Back just in time to ruin the holiday season is that feel good event by Telltale games, Walking Dead Season 2. Episode 1: All That Remains sees a slightly older Clementine return as this season’s lead protagonist, and if you completed the first season (as well as 400 Days) the game will auto detect your prior save files, building on the horrific choices you’ve made in prior episodes. If you haven’t played the prior season that’s fine, nor is it necessary to be familiar with the rest of the Walking Dead universe, as Season 2 starts off as a new narrative in the series and a new player can easily latch on to events. Though I would highly recommend playing Season 1.
In the previous season you took on the role of escaped convict and world’s worst babysitter Lee, this season you take on the role of Clementine the young girl he was looking after, allowing you a more direct role in crushing her innocence. As I played the prior season of Walking Dead I’d often find myself trying to use Clementine as a barometer, what action would best protect her? What would leave the lesser scar on her psyche? In season 2 now I find myself trying to justify the actions of this 10 year old navigating the apocalypse, what level of innocence and honesty do I approach situations with? How manipulative and cunning?
Clementine as a protagonist is in a word, awesome, a brief time skip brings you to a Clem that has rounded out her survival skills a tiny bit and matured her personality just enough to fit with the world. It allows you to easily fit in her beaten sneakers and not so much protect her but play her as what she is: A survivor. Telltale Games takes the kid’s gloves off (get it?) almost right away, casting Clem into one particularly hardcore moment that not only slightly recalls prior protagonist Lee, but sets in stone that she is meant to be taken seriously. Between the writers, Melissa Hutchison’s acting, and the general course of the gameplay you can fully respect Clementine as a character come into her own.
Season 1 loved playing emotional tug-o-war having you make some really hard choices ranging from showing someone mercy at the cost to the well being of the greater whole, down to who lived and who died. Season 2 isn’t letting up and is already rife with the table flipping moments you’ve come to know and love/hate, with what you think may be the right choice ending up being a very wrong choice. Episode 1: All that Remains also seems to jump in with a much larger amount of action than its preceding season, having you dodge mystery attackers one minute, trying to kick a zombie off you the next, and a heavily stealth oriented middle section. It certainly felt more interactive, giving me a more direct interaction with the narrative, but still remaining at its core a point and click adventure.
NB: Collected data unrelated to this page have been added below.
//! Call-site resolution.
//!
//! `tracing` stamps every event with the file and line of the macro that produced
//! it, which for query logging is always inside this crate. The resolver walks the
//! live stack instead and picks the first frame that belongs to neither SeaORM nor
//! this crate, so a slow or failing query points at the application code that ran it.

use std::fmt;
use std::path::{Path, PathBuf};
use std::sync::Arc;

use crate::config::{DEFAULT_MAX_DEPTH, DEFAULT_MIN_DEPTH};
use crate::filter::{default_filters, FrameFilter};

/// Frames collected above the marker before giving up on finding it.
const PREAMBLE_LIMIT: usize = 32;

/// One logical stack frame. Inlined calls get a frame each.
#[derive(Debug, Clone, Default, PartialEq, Eq)]
pub struct StackFrame {
    file: Option<PathBuf>,
    line: Option<u32>,
}

impl StackFrame {
    pub fn new(file: impl Into<PathBuf>, line: u32) -> Self {
        Self {
            file: Some(file.into()),
            line: Some(line),
        }
    }

    /// A frame whose symbols could not be resolved.
    pub fn unresolved() -> Self {
        Self::default()
    }

    pub fn file(&self) -> Option<&Path> {
        self.file.as_deref()
    }

    pub fn line(&self) -> Option<u32> {
        self.line
    }
}

/// A snapshot of the call stack, innermost frame first.
#[derive(Debug, Clone, Default)]
pub struct StackFrames {
    frames: Vec<StackFrame>,
}

impl StackFrames {
    /// Capture up to `limit` frames of the current stack.
    ///
    /// Depth 0 is the function that called `capture`; the frames of `capture`
    /// itself and of the unwinder are dropped.
    #[inline(never)]
    pub fn capture(limit: usize) -> Self {
        let marker = StackFrames::capture as fn(usize) -> StackFrames as usize;
        let mut frames = Vec::new();
        let mut start = None;

        backtrace::trace(|frame| {
            let is_marker = frame.symbol_address() as usize == marker;
            let before = frames.len();
            backtrace::resolve_frame(frame, |symbol| {
                frames.push(StackFrame {
                    file: symbol.filename().map(Path::to_path_buf),
                    line: symbol.lineno(),
                });
            });
            if frames.len() == before {
                frames.push(StackFrame::unresolved());
            }
            if is_marker && start.is_none() {
                start = Some(frames.len());
            }

            match start {
                Some(start) => frames.len() - start < limit,
                None => frames.len() < limit + PREAMBLE_LIMIT,
            }
        });

        // Without the marker the depths are off by the unwinder's own frames;
        // the filters still keep those out of the result.
        if let Some(start) = start {
            frames = frames.split_off(start);
        }
        frames.truncate(limit);
        Self { frames }
    }

    pub fn get(&self, depth: usize) -> Option<&StackFrame> {
        self.frames.get(depth)
    }

    pub fn len(&self) -> usize {
        self.frames.len()
    }

    pub fn is_empty(&self) -> bool {
        self.frames.is_empty()
    }
}

impl From<Vec<StackFrame>> for StackFrames {
    fn from(frames: Vec<StackFrame>) -> Self {
        Self { frames }
    }
}

/// The frame a log record is attributed to.
#[derive(Debug, Clone, PartialEq, Eq)]
pub struct CallSite {
    depth: usize,
    file: PathBuf,
    line: Option<u32>,
}

impl CallSite {
    /// Stack depth of the frame, counted from the resolver.
    pub fn depth(&self) -> usize {
        self.depth
    }

    pub fn file(&self) -> &Path {
        &self.file
    }

    pub fn line(&self) -> Option<u32> {
        self.line
    }
}

impl fmt::Display for CallSite {
    fn fmt(&self, f: &mut fmt::Formatter<'_>) -> fmt::Result {
        match self.line {
            Some(line) => write!(f, "{}:{}", self.file.display(), line),
            None => write!(f, "{}", self.file.display()),
        }
    }
}

/// Finds the first stack frame outside the excluded paths.
///
/// Scans depths `min_depth..max_depth`. The default window of `2..15` skips the
/// resolver and its immediate caller and gives up after 13 candidates.
#[derive(Debug, Clone)]
pub struct FrameResolver {
    filters: Arc<[FrameFilter]>,
    min_depth: usize,
    max_depth: usize,
}

impl Default for FrameResolver {
    fn default() -> Self {
        Self::new(default_filters(), DEFAULT_MIN_DEPTH, DEFAULT_MAX_DEPTH)
    }
}

impl FrameResolver {
    pub fn new(filters: Vec<FrameFilter>, min_depth: usize, max_depth: usize) -> Self {
        Self {
            filters: filters.into(),
            min_depth,
            max_depth,
        }
    }

    pub fn filters(&self) -> &[FrameFilter] {
        &self.filters
    }

    /// Resolve the caller from the live stack.
    ///
    /// `None` means no frame in the window qualified; the record is then emitted
    /// without a resolved call site.
    #[inline(never)]
    pub fn resolve(&self) -> Option<CallSite> {
        let stack = StackFrames::capture(self.max_depth);
        self.resolve_in(&stack)
    }

    /// Resolve the caller from an already captured stack.
    pub fn resolve_in(&self, stack: &StackFrames) -> Option<CallSite> {
        (self.min_depth..self.max_depth).find_map(|depth| {
            let frame = stack.get(depth)?;
            let file = frame.file()?;
            if self.is_excluded(file) {
                return None;
            }
            Some(CallSite {
                depth,
                file: file.to_path_buf(),
                line: frame.line(),
            })
        })
    }

    fn is_excluded(&self, file: &Path) -> bool {
        self.filters.iter().any(|filter| filter.matches(file))
    }
}

#[cfg(test)]
mod tests {
    use super::*;

    const REGISTRY: &str = "/home/dev/.cargo/registry/src/index.crates.io-6f17d22bba15001f";

    fn own(file: &str, line: u32) -> StackFrame {
        StackFrame::new(Path::new(env!("CARGO_MANIFEST_DIR")).join("src").join(file), line)
    }

    fn orm(file: &str, line: u32) -> StackFrame {
        StackFrame::new(format!("{REGISTRY}/sea-orm-1.1.4/src/{file}"), line)
    }

    #[test]
    fn test_resolves_first_application_frame() {
        let stack = StackFrames::from(vec![
            own("resolver.rs", 180),
            own("tracer.rs", 120),
            StackFrame::new("/work/app/src/handlers/users.rs", 42),
            StackFrame::new("/work/app/src/main.rs", 10),
        ]);

        let site = FrameResolver::default().resolve_in(&stack).unwrap();
        assert_eq!(site.depth(), 2);
        assert_eq!(site.file(), Path::new("/work/app/src/handlers/users.rs"));
        assert_eq!(site.line(), Some(42));
        assert_eq!(site.to_string(), "/work/app/src/handlers/users.rs:42");
    }

    #[test]
    fn test_skips_orm_and_adapter_frames() {
        let stack = StackFrames::from(vec![
            own("resolver.rs", 180),
            own("tracer.rs", 120),
            own("connection.rs", 150),
            orm("executor/select.rs", 900),
            StackFrame::unresolved(),
            StackFrame::new(
                "/rustc/90b35a6239c3d8bdabc530a6a0816f7ff89a0aaf/library/core/src/future/future.rs",
                123,
            ),
            StackFrame::new("/work/app/tests/users.rs", 7),
            StackFrame::new("/work/app/src/repo.rs", 88),
        ]);

        let site = FrameResolver::default().resolve_in(&stack).unwrap();
        assert_eq!(site.depth(), 7);
        assert_eq!(site.file(), Path::new("/work/app/src/repo.rs"));
    }

    #[test]
    fn test_starts_scanning_at_min_depth() {
        let stack = StackFrames::from(vec![
            StackFrame::new("/work/app/src/a.rs", 1),
            StackFrame::new("/work/app/src/b.rs", 2),
            StackFrame::new("/work/app/src/c.rs", 3),
        ]);

        let site = FrameResolver::default().resolve_in(&stack).unwrap();
        assert_eq!(site.depth(), 2);
        assert_eq!(site.file(), Path::new("/work/app/src/c.rs"));
    }

    #[test]
    fn test_falls_back_when_window_is_all_orm() {
        let frames = (0..40).map(|i| orm("executor/query.rs", i)).collect::<Vec<_>>();
        let stack = StackFrames::from(frames);
        assert_eq!(FrameResolver::default().resolve_in(&stack), None);
    }

    #[test]
    fn test_ignores_frames_past_max_depth() {
        let mut frames = (0..DEFAULT_MAX_DEPTH)
            .map(|i| orm("executor/query.rs", i as u32))
            .collect::<Vec<_>>();
        frames.push(StackFrame::new("/work/app/src/main.rs", 3));

        let stack = StackFrames::from(frames);
        assert_eq!(FrameResolver::default().resolve_in(&stack), None);
    }

    #[test]
    fn test_falls_back_on_short_stack() {
        let stack = StackFrames::from(vec![own("resolver.rs", 1)]);
        assert_eq!(FrameResolver::default().resolve_in(&stack), None);
        assert_eq!(FrameResolver::default().resolve_in(&StackFrames::default()), None);
    }

    #[test]
    fn test_custom_filters_replace_defaults() {
        let stack = StackFrames::from(vec![
            StackFrame::unresolved(),
            StackFrame::new("/work/app/src/db/pool.rs", 5),
            StackFrame::new("/work/app/src/handlers.rs", 9),
        ]);
        let resolver = FrameResolver::new(
            vec![FrameFilter::path_prefix("/work/app/src/db")],
            0,
            DEFAULT_MAX_DEPTH,
        );

        let site = resolver.resolve_in(&stack).unwrap();
        assert_eq!(site.depth(), 2);
        assert_eq!(site.file(), Path::new("/work/app/src/handlers.rs"));
    }

    #[test]
    fn test_capture_respects_limit() {
        let stack = StackFrames::capture(4);
        assert!(stack.len() <= 4);
    }

    #[test]
    fn test_live_resolve_falls_back_inside_own_tests() {
        // every frame here is this crate, the test harness or std
        assert_eq!(FrameResolver::default().resolve(), None);
    }

    #[test]
    #[cfg_attr(not(debug_assertions), ignore)]
    fn test_live_capture_starts_at_caller() {
        let resolver = FrameResolver::new(
            vec![FrameFilter::package("backtrace"), FrameFilter::RustStd],
            0,
            64,
        );

        let site = resolver.resolve().unwrap();
        assert_eq!(site.depth(), 0);
        assert!(site.file().ends_with("src/resolver.rs"));
    }
}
So far I’ve found Walking Dead to be consistent in depressing me, raising my blood pressure, and being overall enjoyable and one of the most memorable gaming experiences, and given some of this season’s opening gestures that’s not going to change. Telltale continues not to pull any punches, and playing as Dear Sweet Clem… Who isn’t as dear and sweet, and likely won’t be dear and sweet at all by the end of it, throws a refreshing perspective on not just the series, but I dare say Walking Dead as a franchise.